This is such a great video. To answer a student's question in one sentence demonstrates the teacher's complete understanding of the knowledge. The more the teacher talks to answer, the less the teacher knows what you are asking and the more confused you become.
runn around all over the internet none the wiser then come across this channel and bam! It all fits so easy. Why do some people over complicate such simple things? Thanks Josh!
Thank you so much for such an easy and bite-size content that I can understand to the fullest. It's way much better visualized and informative compared with other videos I've seen !!!
@Josh Starmer: in minute 4:14 there is a tiny mistake in the formula: the difference for gene 3 should be (2.2 - 1)². Instead the distance for gene 2 was repeated.
Thanks a lot for pointing that out. I've added this to the "Errata" page that I maintain so that one day, when I create new editions of these videos, I can correct all the little mistakes.
Very helpful. Not sure if this has been pointed out yet but at around 4:17 you talk about distance for gene 3 but the numbers aren't accurate for that gene difference.
Hi Josh!
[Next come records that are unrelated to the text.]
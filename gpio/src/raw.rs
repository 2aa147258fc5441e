use crate::{GpioBias, GpioDirection, GpioDriver, GpioError, GpioPin, GpioResult};
use bitvec::vec::BitVec;
use log::debug;
use memmap2::{MmapOptions, MmapRaw};
use std::fmt::{Debug, Formatter};
use std::fs::OpenOptions;
use std::sync::atomic::AtomicU8;

/// GPIO driver that talks to the BCM2711 (Raspberry Pi 4) GPIO block through
/// a memory mapping of `/dev/gpiomem` or `/dev/mem`.
pub struct RawGpioDriver {
    mmap: MmapRaw,
    used_pins: BitVec<AtomicU8>,
}

impl RawGpioDriver {
    const GPIO_BASE: u32 = 0xFE200000;

    /// Number of GPIO lines the BCM2711 exposes.
    pub const PIN_COUNT: usize = 58;

    fn create(path: &str, offset: u64) -> GpioResult<Self> {
        let file = OpenOptions::new()
            .read(true)
            .write(true)
            .open(path)?;

        let mmap = MmapOptions::new()
            .offset(offset)
            .len(4096)
            .map_raw(&file)?;

        Ok(RawGpioDriver {
            mmap,
            used_pins: BitVec::repeat(false, Self::PIN_COUNT),
        })
    }

    /// Opens `/dev/gpiomem`, which exposes only the GPIO block and needs no
    /// root privileges.
    pub fn new_gpiomem() -> GpioResult<Self> {
        Self::create("/dev/gpiomem", 0)
    }

    /// Opens `/dev/mem` at the GPIO block's physical address. Requires root.
    pub fn new_mem() -> GpioResult<Self> {
        Self::create("/dev/mem", Self::GPIO_BASE as u64)
    }

    fn set_pin_function(&self, pin_index: usize, function: u8) -> GpioResult<()> {
        if function > 0b111 {
            return Err(GpioError::InvalidArgument);
        }

        if pin_index >= Self::PIN_COUNT {
            return Err(GpioError::InvalidArgument);
        }

        let mmap = self.mmap.as_mut_ptr() as *mut u32;
        // GPFSELn register
        let register_ptr = unsafe { mmap.add(pin_index / 10) };
        let shift = (pin_index % 10) * 3;

        let mut register_value = unsafe { register_ptr.read_volatile() };
        register_value &= !(0b111 << shift);
        register_value |= (function as u32) << shift;
        unsafe { register_ptr.write_volatile(register_value) };

        Ok(())
    }

    fn set_pin_latch(&self, pin_index: usize, high: bool) -> GpioResult<()> {
        if pin_index >= Self::PIN_COUNT {
            return Err(GpioError::InvalidArgument);
        }

        let mmap = self.mmap.as_mut_ptr() as *mut u32;
        // GPSETn/GPCLRn register
        let register_ptr =
            unsafe { mmap.add(if high { 0x1c / 4 } else { 0x28 / 4 } + pin_index / 32) };
        let shift = pin_index % 32;

        unsafe { register_ptr.write_volatile(1 << shift) };

        Ok(())
    }

    fn get_pin_level(&self, pin_index: usize) -> GpioResult<bool> {
        if pin_index >= Self::PIN_COUNT {
            return Err(GpioError::InvalidArgument);
        }

        let mmap = self.mmap.as_ptr() as *const u32;
        // GPLEVn register
        let register_ptr = unsafe { mmap.add((0x34 / 4) + pin_index / 32) };
        let shift = pin_index % 32;

        let register_value = unsafe { register_ptr.read_volatile() };
        let level = (register_value >> shift) & 1;
        Ok(level != 0)
    }

    fn set_pin_bias(&self, pin_index: usize, bias: GpioBias) -> GpioResult<()> {
        if pin_index >= Self::PIN_COUNT {
            return Err(GpioError::InvalidArgument);
        }

        let bias_value = match bias {
            GpioBias::None => 0b00,
            GpioBias::PullUp => 0b01,
            GpioBias::PullDown => 0b10,
        };

        let mmap = self.mmap.as_mut_ptr() as *mut u32;
        // GPIO_PUP_PDN_CNTRL_REGn register (yes that is a long name)
        let register_ptr = unsafe { mmap.add(0xE4 / 4 + pin_index / 16) };
        let shift = (pin_index % 16) * 2;
        let mut register_value = unsafe { register_ptr.read_volatile() };
        register_value &= !(0b11 << shift);
        register_value |= bias_value << shift;

        unsafe { register_ptr.write_volatile(register_value) };

        Ok(())
    }

    fn reset_pin(&self, pin_index: usize) -> GpioResult<()> {
        self.set_pin_function(pin_index, 0)?;
        self.set_pin_bias(pin_index, GpioBias::None)?;
        self.set_pin_latch(pin_index, false)?;
        Ok(())
    }
}

impl Debug for RawGpioDriver {
    fn fmt(&self, f: &mut Formatter<'_>) -> std::fmt::Result {
        write!(f, "RawGpioDriver({:?})", self.mmap.as_ptr().addr())
    }
}

impl GpioDriver for RawGpioDriver {
    fn count(&self) -> GpioResult<usize> {
        Ok(Self::PIN_COUNT)
    }

    fn get_pin(&self, index: usize) -> GpioResult<Box<dyn GpioPin + '_>> {
        if index >= self.count()? {
            return Err(GpioError::InvalidArgument);
        }

        if self.used_pins[index] {
            return Err(GpioError::AlreadyInUse);
        }

        self.used_pins.set_aliased(index, true);
        self.reset_pin(index)?;

        debug!("Using GPIO pin {}", index);

        Ok(Box::new(RawGpioPin {
            driver: self,
            pin_index: index,
        }))
    }
}

struct RawGpioPin<'a> {
    driver: &'a RawGpioDriver,
    pin_index: usize,
}

impl Debug for RawGpioPin<'_> {
    fn fmt(&self, f: &mut Formatter<'_>) -> std::fmt::Result {
        write!(f, "{:?}[{}]", self.driver, self.pin_index)
    }
}

impl GpioPin for RawGpioPin<'_> {
    fn set_direction(&mut self, direction: GpioDirection) -> GpioResult<()> {
        let function = match direction {
            GpioDirection::Input => 0,
            GpioDirection::Output => 1,
        };
        self.driver.set_pin_function(self.pin_index, function)
    }

    fn set_bias(&mut self, bias: GpioBias) -> GpioResult<()> {
        self.driver.set_pin_bias(self.pin_index, bias)
    }

    fn write(&mut self, level: bool) -> GpioResult<()> {
        // GPSET/GPCLR update the latch regardless of the selected function;
        // the level appears on the line once the pin is an output.
        self.driver.set_pin_latch(self.pin_index, level)
    }

    fn read(&self) -> GpioResult<bool> {
        self.driver.get_pin_level(self.pin_index)
    }
}

impl Drop for RawGpioPin<'_> {
    fn drop(&mut self) {
        // Park the line as an input before giving up the claim.
        _ = self.driver.set_pin_function(self.pin_index, 0);
        self.driver.used_pins.set_aliased(self.pin_index, false);
    }
}
use crate::domain::order::Order;
use crate::domain::ports::OrderExporter;
use crate::error::Result;
use async_trait::async_trait;
use std::fs::{File, OpenOptions};
use std::path::{Path, PathBuf};
use std::time::{SystemTime, UNIX_EPOCH};
use tokio::sync::Mutex;

pub const EXPORT_HEADER: [&str; 6] = ["ID", "Type", "Amount", "Flag", "Status", "Priority"];

/// Appends exported type A orders to a CSV file.
///
/// Nothing touches the filesystem until the first export: that call creates
/// (or truncates) the file and writes its header. After that the file is
/// reopened for every export so that a failing export only affects the order
/// being exported.
#[derive(Debug)]
pub struct CsvOrderExporter {
    path: PathBuf,
    created: Mutex<bool>,
}

impl CsvOrderExporter {
    pub fn new<P: AsRef<Path>>(path: P) -> Self {
        Self {
            path: path.as_ref().to_path_buf(),
            created: Mutex::new(false),
        }
    }

    /// Exporter for `user_id` inside `dir`, writing to
    /// `orders_type_A_<user>_<unix seconds>.csv`.
    pub fn for_user<P: AsRef<Path>>(dir: P, user_id: u32) -> Self {
        let timestamp = SystemTime::now()
            .duration_since(UNIX_EPOCH)
            .map(|elapsed| elapsed.as_secs())
            .unwrap_or_default();
        Self::new(dir.as_ref().join(format!("orders_type_A_{user_id}_{timestamp}.csv")))
    }

    pub fn path(&self) -> &Path {
        &self.path
    }

    fn open(&self, created: bool) -> Result<csv::Writer<File>> {
        let file = if created {
            OpenOptions::new().append(true).open(&self.path)?
        } else {
            File::create(&self.path)?
        };
        let mut writer = csv::WriterBuilder::new()
            .has_headers(false)
            .from_writer(file);
        if !created {
            writer.write_record(EXPORT_HEADER)?;
        }
        Ok(writer)
    }
}

#[async_trait]
impl OrderExporter for CsvOrderExporter {
    async fn export(&self, order: &Order) -> Result<()> {
        let mut created = self.created.lock().await;
        let mut writer = self.open(*created)?;
        *created = true;

        writer.write_record([
            order.id.to_string(),
            order.r#type.to_string(),
            order.amount.to_string(),
            order.flag.to_string(),
            order.status.to_string(),
            order.priority.to_string(),
        ])?;
        if let Some(note) = &order.note {
            writer.write_record(["", "", "", "", "Note", note.as_str()])?;
        }
        writer.flush()?;
        Ok(())
    }
}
I´ve been here many times and love your channel. I have a question about the axis. I understand that each one accounts for "x" percentage variation of the dataset, being axis one, the higher percentage, however if I look at samples along PC1, can I assume any biological meaning for those samples far to the right or far to the left?
Wow. The PCA and MDS really are very similar, just like the videos describing them (clearly explained and overall awesome ;) It seems to me that PCA is just a particular case of MDS, as in the case of MDS one can adjust the distance metric to get various outputs, including the one given by PCA. If that is the case, why aren't people use MDS more? It seems under-utilized. Is it trickier to implement?
Hi Josh, have you ever encountered a clustering model where there were more than 3-4 clusters? I've done it many times, and it looks like the number of optimal clusters (3-4) is "natural".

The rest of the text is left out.